Today, the tennis court once used by white SADF officers echoes with the shouts of children playing soccer. Calls of “boa tarde!” (good afternoon) ring out as a passer-by spots a neighbour sitting on the stoep of one of the neat houses.

No one appears destitute, but their choices are limited. Fernanda Zilia, an elderly woman blind in one eye from a cataract, cares for two grandchildren: “Their father died in August. He went to Pretoria to work for security.”

In Pomfret, “security” is a code word for mercenary work.

Across the road lives Victoria Kamea: “My husband died in 2003. I’m still in the house, and I get money from Mandela. Mandela gives me R700 a month. Without this I would die of hunger.”

“Mandela money” (child-support grants or pensions) and “security” are Pomfret’s two sources of bread.

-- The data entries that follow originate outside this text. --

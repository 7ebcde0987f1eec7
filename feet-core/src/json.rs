//! Tab-indented JSON output and `.tmp` + rename file writes.
//!
//! Every file feet writes (registry, manifest) goes through here so the
//! on-disk format stays stable between runs.

use std::path::{Path, PathBuf};

use serde::Serialize;
use serde_json::ser::{PrettyFormatter, Serializer};

use crate::error::{io_err, FeetError};

/// Serialize `value` as tab-indented JSON with a trailing newline.
pub fn to_string_pretty<T: Serialize + ?Sized>(value: &T) -> Result<String, serde_json::Error> {
    let mut buf = Vec::new();
    let formatter = PrettyFormatter::with_indent(b"\t");
    let mut ser = Serializer::with_formatter(&mut buf, formatter);
    value.serialize(&mut ser)?;
    buf.push(b'\n');
    // serde_json only emits valid UTF-8.
    Ok(String::from_utf8_lossy(&buf).into_owned())
}

/// `<path>.tmp`, always beside the target so the rename stays on one filesystem.
pub fn tmp_path(path: &Path) -> PathBuf {
    let mut name = path.as_os_str().to_owned();
    name.push(".tmp");
    PathBuf::from(name)
}

/// Write `contents` to `<path>.tmp`, then rename over `path`.
///
/// The `.tmp` file is removed if the rename fails.
pub fn write_atomic(path: &Path, contents: &str) -> Result<(), FeetError> {
    if let Some(parent) = path.parent().filter(|p| !p.as_os_str().is_empty()) {
        std::fs::create_dir_all(parent).map_err(|e| io_err(parent, e))?;
    }
    let tmp = tmp_path(path);
    std::fs::write(&tmp, contents).map_err(|e| io_err(&tmp, e))?;
    if let Err(e) = std::fs::rename(&tmp, path) {
        let _ = std::fs::remove_file(&tmp);
        return Err(io_err(path, e));
    }
    Ok(())
}
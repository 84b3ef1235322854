//! Core pool, scheduler and result-store abstractions.

pub mod error;
pub mod resource_pool;
pub mod result_store;
pub mod scheduler;
pub mod task;

pub use error::{AppResult, PoolError, ReleaseError};
pub use resource_pool::{Lease, ResourceFactory, ResourceId, ResourcePool};
pub use result_store::ResultStore;
pub use scheduler::{PoolStats, TaskScheduler, WaitSummary};
pub use task::{TaskFailure, TaskHandle, TaskId, TaskReport, TaskStatus};
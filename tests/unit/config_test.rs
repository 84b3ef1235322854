//! Tests for configuration validation

use prometheus_lease_pool::config::{SchedulerConfig, DEFAULT_MAX_WORKERS, DEFAULT_STACK_SIZE, MIN_STACK_SIZE};
use std::time::Duration;

#[test]
fn test_default_config_is_valid() {
    let cfg = SchedulerConfig::default();
    assert!(cfg.validate().is_ok());
    assert_eq!(cfg.max_workers, None);
    assert_eq!(cfg.resolved_max_workers(), DEFAULT_MAX_WORKERS);
    assert_eq!(cfg.thread_stack_size, DEFAULT_STACK_SIZE);
    assert_eq!(cfg.acquire_timeout(), None);
}

#[test]
fn test_zero_workers_falls_back_to_default() {
    let cfg = SchedulerConfig::new().with_max_workers(0);
    assert!(cfg.validate().is_ok());
    assert_eq!(cfg.resolved_max_workers(), DEFAULT_MAX_WORKERS);
}

#[test]
fn test_explicit_workers() {
    let cfg = SchedulerConfig::new().with_max_workers(12);
    assert_eq!(cfg.resolved_max_workers(), 12);
}

#[test]
fn test_invalid_thread_prefix() {
    let cfg = SchedulerConfig::new().with_thread_name_prefix("  ");
    assert!(cfg.validate().is_err());
}

#[test]
fn test_invalid_stack_size() {
    let cfg = SchedulerConfig::new().with_thread_stack_size(MIN_STACK_SIZE - 1);
    assert!(cfg.validate().is_err());

    let cfg = SchedulerConfig::new().with_thread_stack_size(MIN_STACK_SIZE);
    assert!(cfg.validate().is_ok());
}

#[test]
fn test_invalid_acquire_timeout() {
    let cfg = SchedulerConfig::new().with_acquire_timeout_secs(0);
    assert!(cfg.validate().is_err());

    let cfg = SchedulerConfig::new().with_acquire_timeout_secs(15);
    assert_eq!(cfg.acquire_timeout(), Some(Duration::from_secs(15)));
}

#[test]
fn test_config_from_json() {
    let json = r#"{
        "max_workers": 3,
        "thread_name_prefix": "browser",
        "acquire_timeout_secs": 20
    }"#;

    let cfg = SchedulerConfig::from_json_str(json).unwrap();
    assert_eq!(cfg.resolved_max_workers(), 3);
    assert_eq!(cfg.thread_name_prefix, "browser");
    assert_eq!(cfg.thread_stack_size, DEFAULT_STACK_SIZE);
    assert_eq!(cfg.acquire_timeout_secs, Some(20));
}

#[test]
fn test_config_from_empty_json_uses_defaults() {
    let cfg = SchedulerConfig::from_json_str("{}").unwrap();
    assert_eq!(cfg, SchedulerConfig::default());
}

#[test]
fn test_config_from_json_rejects_invalid() {
    let err = SchedulerConfig::from_json_str(r#"{"thread_stack_size": 1024}"#).unwrap_err();
    assert!(err.contains("thread_stack_size"));

    let err = SchedulerConfig::from_json_str("not json").unwrap_err();
    assert!(err.starts_with("parse error"));
}

#[test]
fn test_config_serde_roundtrip() {
    let cfg = SchedulerConfig::new()
        .with_max_workers(4)
        .with_thread_name_prefix("gpu")
        .with_acquire_timeout_secs(5);
    let json = serde_json::to_string(&cfg).unwrap();
    let back: SchedulerConfig = serde_json::from_str(&json).unwrap();
    assert_eq!(back, cfg);
}
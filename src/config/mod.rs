//! Configuration models for the scheduler.

pub mod pool;

pub use pool::{SchedulerConfig, DEFAULT_MAX_WORKERS, DEFAULT_STACK_SIZE, MIN_STACK_SIZE};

Not everyone qualifies for Mandela money, which is why the town has acquired a reputation as a mercenary breeding ground, even though most of the “security” men have long since moved away.

Last week South African National Defence Force General Bobo Moerane confirmed that the town would be closed owing to contamination from an asbestos mine, and the residents offered housing at various other South African locations.

African National Congress local councillor Domingos Kapanga, who left Angola as a child with his parents, says he intends suing the government to stop the closure. “It is not asbestos that is stopping us from staying here,” he said. “They say the people are highly militarily trained and they become a problem for security.”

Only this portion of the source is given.